• **Dataset entries**
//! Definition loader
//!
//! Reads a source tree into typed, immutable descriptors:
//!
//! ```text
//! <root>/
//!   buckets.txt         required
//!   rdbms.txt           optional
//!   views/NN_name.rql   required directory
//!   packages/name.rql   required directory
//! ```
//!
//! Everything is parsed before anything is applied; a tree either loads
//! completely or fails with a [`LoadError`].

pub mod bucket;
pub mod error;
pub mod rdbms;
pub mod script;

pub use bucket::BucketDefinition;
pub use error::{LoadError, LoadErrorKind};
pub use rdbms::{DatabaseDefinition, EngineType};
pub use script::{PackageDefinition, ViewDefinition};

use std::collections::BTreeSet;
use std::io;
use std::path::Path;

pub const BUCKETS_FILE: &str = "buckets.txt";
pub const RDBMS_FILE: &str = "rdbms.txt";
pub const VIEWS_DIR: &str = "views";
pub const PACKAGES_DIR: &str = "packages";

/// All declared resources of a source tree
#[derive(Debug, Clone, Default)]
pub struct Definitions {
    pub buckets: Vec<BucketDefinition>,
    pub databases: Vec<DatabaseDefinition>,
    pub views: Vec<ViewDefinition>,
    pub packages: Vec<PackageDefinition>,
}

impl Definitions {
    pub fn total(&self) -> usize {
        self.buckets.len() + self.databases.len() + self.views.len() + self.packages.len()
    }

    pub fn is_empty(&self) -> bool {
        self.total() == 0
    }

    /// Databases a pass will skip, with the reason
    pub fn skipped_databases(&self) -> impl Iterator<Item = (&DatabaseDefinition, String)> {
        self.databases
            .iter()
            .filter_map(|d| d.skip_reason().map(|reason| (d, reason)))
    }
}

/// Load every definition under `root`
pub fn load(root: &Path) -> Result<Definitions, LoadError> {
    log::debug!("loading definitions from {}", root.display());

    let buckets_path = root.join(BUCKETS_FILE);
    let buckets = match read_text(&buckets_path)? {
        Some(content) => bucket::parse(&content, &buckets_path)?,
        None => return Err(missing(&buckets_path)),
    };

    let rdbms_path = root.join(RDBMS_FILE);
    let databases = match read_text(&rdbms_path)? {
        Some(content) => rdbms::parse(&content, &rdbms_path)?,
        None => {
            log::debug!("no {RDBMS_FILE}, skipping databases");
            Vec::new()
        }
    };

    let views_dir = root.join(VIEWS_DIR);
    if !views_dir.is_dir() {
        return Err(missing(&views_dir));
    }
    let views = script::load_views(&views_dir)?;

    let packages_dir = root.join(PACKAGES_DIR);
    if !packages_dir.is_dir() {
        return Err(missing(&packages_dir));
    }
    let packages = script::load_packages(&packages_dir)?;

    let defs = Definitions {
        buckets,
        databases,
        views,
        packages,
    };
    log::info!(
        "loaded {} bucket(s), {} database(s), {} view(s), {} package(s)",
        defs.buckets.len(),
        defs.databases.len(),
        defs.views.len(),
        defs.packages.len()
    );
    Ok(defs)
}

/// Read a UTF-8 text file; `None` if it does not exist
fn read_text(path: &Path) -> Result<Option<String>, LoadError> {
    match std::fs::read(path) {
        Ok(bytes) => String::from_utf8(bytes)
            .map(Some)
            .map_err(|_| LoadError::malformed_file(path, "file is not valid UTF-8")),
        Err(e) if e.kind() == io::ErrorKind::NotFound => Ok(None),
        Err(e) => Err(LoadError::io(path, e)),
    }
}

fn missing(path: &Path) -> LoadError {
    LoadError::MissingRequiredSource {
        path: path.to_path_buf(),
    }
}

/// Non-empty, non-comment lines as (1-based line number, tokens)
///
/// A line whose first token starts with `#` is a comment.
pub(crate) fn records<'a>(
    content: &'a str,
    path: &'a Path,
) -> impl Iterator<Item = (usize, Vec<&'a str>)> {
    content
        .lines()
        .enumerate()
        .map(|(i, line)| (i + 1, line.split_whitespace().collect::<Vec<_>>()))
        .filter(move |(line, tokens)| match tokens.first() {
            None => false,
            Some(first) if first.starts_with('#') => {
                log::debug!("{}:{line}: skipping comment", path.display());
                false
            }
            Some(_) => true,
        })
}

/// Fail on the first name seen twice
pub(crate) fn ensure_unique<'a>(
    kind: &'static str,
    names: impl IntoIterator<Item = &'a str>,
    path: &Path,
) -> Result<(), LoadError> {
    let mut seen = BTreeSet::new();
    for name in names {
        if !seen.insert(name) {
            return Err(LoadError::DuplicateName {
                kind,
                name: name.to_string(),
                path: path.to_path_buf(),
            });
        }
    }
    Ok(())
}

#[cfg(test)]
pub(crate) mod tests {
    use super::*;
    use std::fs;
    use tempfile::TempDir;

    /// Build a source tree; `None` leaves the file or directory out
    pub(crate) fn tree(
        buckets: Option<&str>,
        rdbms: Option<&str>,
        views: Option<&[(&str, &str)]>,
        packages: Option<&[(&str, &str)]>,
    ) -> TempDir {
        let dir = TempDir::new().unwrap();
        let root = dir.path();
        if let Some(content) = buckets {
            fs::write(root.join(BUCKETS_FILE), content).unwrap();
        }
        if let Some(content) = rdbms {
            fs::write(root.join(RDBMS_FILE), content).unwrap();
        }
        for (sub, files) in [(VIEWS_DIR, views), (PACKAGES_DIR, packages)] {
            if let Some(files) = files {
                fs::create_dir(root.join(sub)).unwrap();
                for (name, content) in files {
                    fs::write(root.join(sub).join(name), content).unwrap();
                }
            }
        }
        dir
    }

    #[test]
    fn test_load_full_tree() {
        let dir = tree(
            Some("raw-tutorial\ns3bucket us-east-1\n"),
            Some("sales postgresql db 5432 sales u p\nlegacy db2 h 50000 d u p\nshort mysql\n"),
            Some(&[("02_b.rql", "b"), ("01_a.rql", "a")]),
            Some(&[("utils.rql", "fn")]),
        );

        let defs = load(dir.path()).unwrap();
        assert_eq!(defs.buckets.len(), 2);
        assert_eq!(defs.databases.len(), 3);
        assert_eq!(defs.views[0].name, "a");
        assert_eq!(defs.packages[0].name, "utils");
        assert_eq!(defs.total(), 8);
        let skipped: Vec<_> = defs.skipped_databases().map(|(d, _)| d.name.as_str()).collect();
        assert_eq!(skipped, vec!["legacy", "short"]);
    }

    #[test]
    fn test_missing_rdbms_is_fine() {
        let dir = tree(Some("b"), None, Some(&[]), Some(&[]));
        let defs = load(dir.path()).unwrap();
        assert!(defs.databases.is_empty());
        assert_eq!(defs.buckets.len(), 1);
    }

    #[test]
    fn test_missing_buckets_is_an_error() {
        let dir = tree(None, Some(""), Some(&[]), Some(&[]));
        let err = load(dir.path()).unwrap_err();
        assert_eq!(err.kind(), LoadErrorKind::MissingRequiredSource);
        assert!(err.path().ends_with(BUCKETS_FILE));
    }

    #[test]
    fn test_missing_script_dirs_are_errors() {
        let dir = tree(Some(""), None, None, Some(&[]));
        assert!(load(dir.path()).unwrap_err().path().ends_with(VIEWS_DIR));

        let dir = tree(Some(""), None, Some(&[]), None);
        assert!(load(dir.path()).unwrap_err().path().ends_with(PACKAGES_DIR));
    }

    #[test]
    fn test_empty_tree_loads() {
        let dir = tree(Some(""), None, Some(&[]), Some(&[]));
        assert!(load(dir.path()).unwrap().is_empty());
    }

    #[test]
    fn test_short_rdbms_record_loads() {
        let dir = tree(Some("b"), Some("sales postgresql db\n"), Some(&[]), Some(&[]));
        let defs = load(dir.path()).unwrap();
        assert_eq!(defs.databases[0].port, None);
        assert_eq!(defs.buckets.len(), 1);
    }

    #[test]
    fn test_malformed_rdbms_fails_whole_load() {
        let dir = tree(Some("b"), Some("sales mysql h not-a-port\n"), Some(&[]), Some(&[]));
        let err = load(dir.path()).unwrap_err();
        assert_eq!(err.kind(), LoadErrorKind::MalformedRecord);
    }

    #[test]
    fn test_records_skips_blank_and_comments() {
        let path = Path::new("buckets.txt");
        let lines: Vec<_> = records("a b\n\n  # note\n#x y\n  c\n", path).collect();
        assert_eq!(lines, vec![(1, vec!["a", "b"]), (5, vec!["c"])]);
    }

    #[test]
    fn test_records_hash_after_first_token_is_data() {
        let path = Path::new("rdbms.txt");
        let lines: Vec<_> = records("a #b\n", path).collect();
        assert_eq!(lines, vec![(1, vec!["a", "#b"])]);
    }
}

• **ABOUT THIS EXERCISE**
Report every line of the entries that carries the word "total".

• **SOLUTION TO THIS TASK**
    pub fn total(&self) -> usize {
        self.total() == 0
        assert_eq!(defs.total(), 8);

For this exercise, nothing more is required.